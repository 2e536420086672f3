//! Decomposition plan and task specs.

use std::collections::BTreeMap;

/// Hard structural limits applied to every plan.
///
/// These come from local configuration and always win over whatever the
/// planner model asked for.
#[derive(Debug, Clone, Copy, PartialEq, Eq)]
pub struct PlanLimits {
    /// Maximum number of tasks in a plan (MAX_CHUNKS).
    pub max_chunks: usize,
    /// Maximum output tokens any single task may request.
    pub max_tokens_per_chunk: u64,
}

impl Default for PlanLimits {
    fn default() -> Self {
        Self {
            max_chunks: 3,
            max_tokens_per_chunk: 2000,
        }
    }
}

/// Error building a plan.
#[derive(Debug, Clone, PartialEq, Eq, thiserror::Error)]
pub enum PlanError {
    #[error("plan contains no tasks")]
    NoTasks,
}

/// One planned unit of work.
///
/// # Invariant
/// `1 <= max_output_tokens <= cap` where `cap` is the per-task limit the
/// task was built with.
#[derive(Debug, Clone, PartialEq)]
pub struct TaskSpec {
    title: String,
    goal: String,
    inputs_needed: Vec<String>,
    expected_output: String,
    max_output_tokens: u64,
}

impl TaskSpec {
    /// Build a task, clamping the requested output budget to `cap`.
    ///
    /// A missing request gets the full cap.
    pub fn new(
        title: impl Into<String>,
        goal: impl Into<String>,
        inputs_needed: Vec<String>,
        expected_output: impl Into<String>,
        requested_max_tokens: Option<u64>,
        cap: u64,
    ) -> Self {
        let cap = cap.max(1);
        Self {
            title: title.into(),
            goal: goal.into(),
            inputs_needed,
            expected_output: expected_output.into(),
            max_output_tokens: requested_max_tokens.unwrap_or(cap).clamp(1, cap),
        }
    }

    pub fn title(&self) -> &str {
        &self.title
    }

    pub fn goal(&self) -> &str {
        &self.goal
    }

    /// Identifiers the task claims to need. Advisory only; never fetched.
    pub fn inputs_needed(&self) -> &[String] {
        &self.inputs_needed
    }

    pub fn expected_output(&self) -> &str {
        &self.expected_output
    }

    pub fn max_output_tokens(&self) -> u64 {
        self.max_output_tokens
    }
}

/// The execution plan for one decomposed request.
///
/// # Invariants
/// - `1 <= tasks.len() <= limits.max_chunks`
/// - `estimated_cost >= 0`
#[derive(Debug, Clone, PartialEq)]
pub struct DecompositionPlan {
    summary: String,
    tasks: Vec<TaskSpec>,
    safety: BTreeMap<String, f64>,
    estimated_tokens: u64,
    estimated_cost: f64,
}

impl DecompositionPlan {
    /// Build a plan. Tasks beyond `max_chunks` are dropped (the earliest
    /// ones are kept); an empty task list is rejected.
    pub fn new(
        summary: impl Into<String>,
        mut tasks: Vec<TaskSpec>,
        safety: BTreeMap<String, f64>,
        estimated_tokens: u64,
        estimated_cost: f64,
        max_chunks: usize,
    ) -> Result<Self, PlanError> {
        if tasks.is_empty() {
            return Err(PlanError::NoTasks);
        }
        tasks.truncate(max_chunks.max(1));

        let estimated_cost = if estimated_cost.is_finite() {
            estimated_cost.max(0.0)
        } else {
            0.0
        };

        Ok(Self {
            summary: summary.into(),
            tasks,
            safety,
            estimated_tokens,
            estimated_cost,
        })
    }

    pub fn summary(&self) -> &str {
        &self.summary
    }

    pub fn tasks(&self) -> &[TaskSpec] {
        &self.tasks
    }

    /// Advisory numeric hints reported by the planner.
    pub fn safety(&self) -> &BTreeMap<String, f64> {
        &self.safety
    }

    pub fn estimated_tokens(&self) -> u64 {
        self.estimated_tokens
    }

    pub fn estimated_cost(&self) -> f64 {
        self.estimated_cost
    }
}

--- --- ---

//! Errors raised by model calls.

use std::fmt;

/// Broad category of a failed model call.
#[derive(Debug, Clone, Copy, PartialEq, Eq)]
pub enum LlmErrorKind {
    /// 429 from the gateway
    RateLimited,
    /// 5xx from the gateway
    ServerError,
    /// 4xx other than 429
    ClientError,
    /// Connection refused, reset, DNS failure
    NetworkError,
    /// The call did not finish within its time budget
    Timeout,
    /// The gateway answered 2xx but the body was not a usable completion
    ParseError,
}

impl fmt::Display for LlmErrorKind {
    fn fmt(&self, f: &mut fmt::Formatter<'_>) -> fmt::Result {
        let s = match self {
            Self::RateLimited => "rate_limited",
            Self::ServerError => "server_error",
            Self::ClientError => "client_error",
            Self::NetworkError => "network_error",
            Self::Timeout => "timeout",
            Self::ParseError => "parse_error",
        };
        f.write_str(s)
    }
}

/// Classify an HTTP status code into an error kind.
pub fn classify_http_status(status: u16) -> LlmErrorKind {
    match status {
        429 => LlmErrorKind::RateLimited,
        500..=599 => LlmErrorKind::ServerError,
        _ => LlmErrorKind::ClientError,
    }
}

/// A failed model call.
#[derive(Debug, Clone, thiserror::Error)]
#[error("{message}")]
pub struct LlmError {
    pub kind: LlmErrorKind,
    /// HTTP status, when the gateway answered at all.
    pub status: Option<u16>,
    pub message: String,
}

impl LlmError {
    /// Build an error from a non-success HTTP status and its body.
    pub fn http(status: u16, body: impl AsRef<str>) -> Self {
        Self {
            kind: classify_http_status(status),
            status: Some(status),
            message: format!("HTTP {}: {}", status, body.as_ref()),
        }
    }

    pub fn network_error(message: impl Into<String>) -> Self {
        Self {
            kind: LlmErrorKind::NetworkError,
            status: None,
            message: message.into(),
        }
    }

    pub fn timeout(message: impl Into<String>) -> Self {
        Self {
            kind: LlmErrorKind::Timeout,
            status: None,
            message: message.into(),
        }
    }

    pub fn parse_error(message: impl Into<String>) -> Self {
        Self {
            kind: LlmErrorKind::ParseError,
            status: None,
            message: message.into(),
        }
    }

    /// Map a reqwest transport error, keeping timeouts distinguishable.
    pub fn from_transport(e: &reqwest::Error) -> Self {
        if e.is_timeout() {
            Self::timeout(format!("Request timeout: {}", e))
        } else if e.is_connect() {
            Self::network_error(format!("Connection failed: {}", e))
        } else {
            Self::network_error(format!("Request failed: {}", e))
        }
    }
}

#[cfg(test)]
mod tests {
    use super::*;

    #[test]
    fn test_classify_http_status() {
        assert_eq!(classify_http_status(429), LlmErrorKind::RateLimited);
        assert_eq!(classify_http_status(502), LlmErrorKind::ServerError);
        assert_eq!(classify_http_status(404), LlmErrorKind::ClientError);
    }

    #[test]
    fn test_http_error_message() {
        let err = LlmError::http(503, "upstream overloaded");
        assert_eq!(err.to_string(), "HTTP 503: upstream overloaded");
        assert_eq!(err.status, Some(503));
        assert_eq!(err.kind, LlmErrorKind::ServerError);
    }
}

--- --- ---

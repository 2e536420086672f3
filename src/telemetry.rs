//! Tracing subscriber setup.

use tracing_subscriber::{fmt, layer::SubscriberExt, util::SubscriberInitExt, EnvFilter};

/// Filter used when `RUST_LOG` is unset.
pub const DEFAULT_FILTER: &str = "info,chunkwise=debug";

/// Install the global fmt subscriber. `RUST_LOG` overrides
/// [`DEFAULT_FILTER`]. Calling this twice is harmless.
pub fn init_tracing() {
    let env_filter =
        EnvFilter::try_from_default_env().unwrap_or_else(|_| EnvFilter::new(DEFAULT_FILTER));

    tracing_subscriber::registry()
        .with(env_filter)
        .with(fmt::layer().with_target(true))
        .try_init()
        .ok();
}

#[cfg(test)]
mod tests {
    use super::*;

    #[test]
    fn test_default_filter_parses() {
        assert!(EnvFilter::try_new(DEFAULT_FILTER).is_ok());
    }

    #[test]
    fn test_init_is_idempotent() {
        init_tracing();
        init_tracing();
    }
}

--- --- ---

Copy the stretch of the records above that runs from the line with "pub fn title(&self)" through the line with "pub fn expected_output(&self)". Both end lines belong in the copy, and nothing else does.

    pub fn title(&self) -> &str {
        &self.title
    }

    pub fn goal(&self) -> &str {
        &self.goal
    }

    /// Identifiers the task claims to need. Advisory only; never fetched.
    pub fn inputs_needed(&self) -> &[String] {
        &self.inputs_needed
    }

    pub fn expected_output(&self) -> &str {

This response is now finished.